▶ **Material for this exercise**

----------

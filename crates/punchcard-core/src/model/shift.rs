use chrono::NaiveDate;
use serde::{Deserialize, Serialize};
use std::{fmt, str::FromStr};

/// The five shift statuses.
///
/// `OnBreak` is never produced by the classifier; it only exists as a
/// manual override recorded while the shift is otherwise `Active`.
#[derive(Debug, Clone, Copy, PartialEq, Eq, Hash, Serialize, Deserialize)]
pub enum Status {
    #[serde(rename = "DRAFT")]
    Draft,
    #[serde(rename = "OFFLINE")]
    Offline,
    #[serde(rename = "ACTIVE")]
    Active,
    #[serde(rename = "ON BREAK", alias = "ON_BREAK")]
    OnBreak,
    #[serde(rename = "COMPLETED")]
    Completed,
}

impl Status {
    pub const ALL: [Self; 5] = [
        Self::Draft,
        Self::Offline,
        Self::Active,
        Self::OnBreak,
        Self::Completed,
    ];

    /// Wire literal for this status.
    #[must_use]
    pub const fn as_str(self) -> &'static str {
        match self {
            Self::Draft => "DRAFT",
            Self::Offline => "OFFLINE",
            Self::Active => "ACTIVE",
            Self::OnBreak => "ON BREAK",
            Self::Completed => "COMPLETED",
        }
    }

    /// Whether a persisted `self` already agrees with the `canonical`
    /// classifier output, so no corrective write is needed.
    ///
    /// A manual break holds only while the shift is canonically active.
    #[must_use]
    pub const fn agrees_with(self, canonical: Self) -> bool {
        matches!(
            (self, canonical),
            (Self::Draft, Self::Draft)
                | (Self::Offline, Self::Offline)
                | (Self::Active | Self::OnBreak, Self::Active)
                | (Self::Completed, Self::Completed)
        )
    }
}

impl fmt::Display for Status {
    fn fmt(&self, f: &mut fmt::Formatter<'_>) -> fmt::Result {
        f.write_str(self.as_str())
    }
}

/// Error returned when parsing a status from text.
#[derive(Debug, Clone, PartialEq, Eq)]
pub struct ParseStatusError {
    pub got: String,
}

impl fmt::Display for ParseStatusError {
    fn fmt(&self, f: &mut fmt::Formatter<'_>) -> fmt::Result {
        write!(f, "invalid status: '{}'", self.got)
    }
}

impl std::error::Error for ParseStatusError {}

impl FromStr for Status {
    type Err = ParseStatusError;

    fn from_str(s: &str) -> Result<Self, Self::Err> {
        let normalized = s.trim().to_ascii_uppercase().replace(['_', '-'], " ");
        match normalized.as_str() {
            "DRAFT" => Ok(Self::Draft),
            "OFFLINE" => Ok(Self::Offline),
            "ACTIVE" => Ok(Self::Active),
            "ON BREAK" => Ok(Self::OnBreak),
            "COMPLETED" => Ok(Self::Completed),
            _ => Err(ParseStatusError { got: s.to_string() }),
        }
    }
}

/// One clock-in/clock-out interval. Times are kept as recorded so a
/// malformed value reaches the classifier instead of failing the load.
#[derive(Debug, Clone, PartialEq, Serialize, Deserialize)]
#[serde(rename_all = "camelCase")]
pub struct Segment {
    pub segment_id: i64,
    pub start_time: String,
    pub end_time: Option<String>,
    #[serde(default, skip_serializing_if = "Option::is_none")]
    pub duration: Option<f64>,
}

impl Segment {
    /// A segment that has been clocked in but not out.
    pub fn open(segment_id: i64, start_time: impl Into<String>) -> Self {
        Self {
            segment_id,
            start_time: start_time.into(),
            end_time: None,
            duration: None,
        }
    }

    /// A closed segment with its duration left to be derived.
    pub fn closed(
        segment_id: i64,
        start_time: impl Into<String>,
        end_time: impl Into<String>,
    ) -> Self {
        Self {
            segment_id,
            start_time: start_time.into(),
            end_time: Some(end_time.into()),
            duration: None,
        }
    }

    #[must_use]
    pub const fn is_open(&self) -> bool {
        self.end_time.is_none()
    }
}

/// A single employee's shift on one calendar date.
#[derive(Debug, Clone, PartialEq, Serialize, Deserialize)]
#[serde(rename_all = "camelCase")]
pub struct Shift {
    pub shift_id: String,
    pub employee_id: String,
    pub date: NaiveDate,
    #[serde(default)]
    pub segments: Vec<Segment>,
    pub status: Status,
    #[serde(default)]
    pub total_duration: f64,
    #[serde(default)]
    pub last_end_time: Option<String>,
}

impl Shift {
    /// An empty draft shift keyed by employee and date.
    pub fn new(employee_id: impl Into<String>, date: NaiveDate) -> Self {
        let employee_id = employee_id.into();
        Self {
            shift_id: shift_id_for(&employee_id, date),
            employee_id,
            date,
            segments: Vec::new(),
            status: Status::Draft,
            total_duration: 0.0,
            last_end_time: None,
        }
    }

    /// The first segment without an end time, if any.
    #[must_use]
    pub fn open_segment(&self) -> Option<&Segment> {
        self.segments.iter().find(|seg| seg.is_open())
    }

    /// Id for the next appended segment, or `None` once the largest
    /// recorded id is `i64::MAX`.
    #[must_use]
    pub fn next_segment_id(&self) -> Option<i64> {
        self.segments
            .iter()
            .map(|seg| seg.segment_id)
            .max()
            .map_or(Some(1), |max| max.checked_add(1))
    }
}

/// Deterministic shift identifier for an employee and date.
#[must_use]
pub fn shift_id_for(employee_id: &str, date: NaiveDate) -> String {
    format!("sh-{employee_id}-{}", date.format("%Y-%m-%d"))
}

/// Serialize segments to their wire JSON array.
///
/// # Errors
///
/// Returns an error if serialization fails (non-finite durations).
pub fn segments_to_json(segments: &[Segment]) -> serde_json::Result<String> {
    serde_json::to_string(segments)
}

/// Parse segments from their wire JSON array.
///
/// # Errors
///
/// Returns an error if the text is not a valid segment array.
pub fn segments_from_json(json: &str) -> serde_json::Result<Vec<Segment>> {
    serde_json::from_str(json)
}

----------

▶ **What is being asked**
Scan the entries above and show each line that contains the word "recorded".

▶ **Your response**
/// manual override recorded while the shift is otherwise `Active`.
/// One clock-in/clock-out interval. Times are kept as recorded so a
    /// recorded id is `i64::MAX`.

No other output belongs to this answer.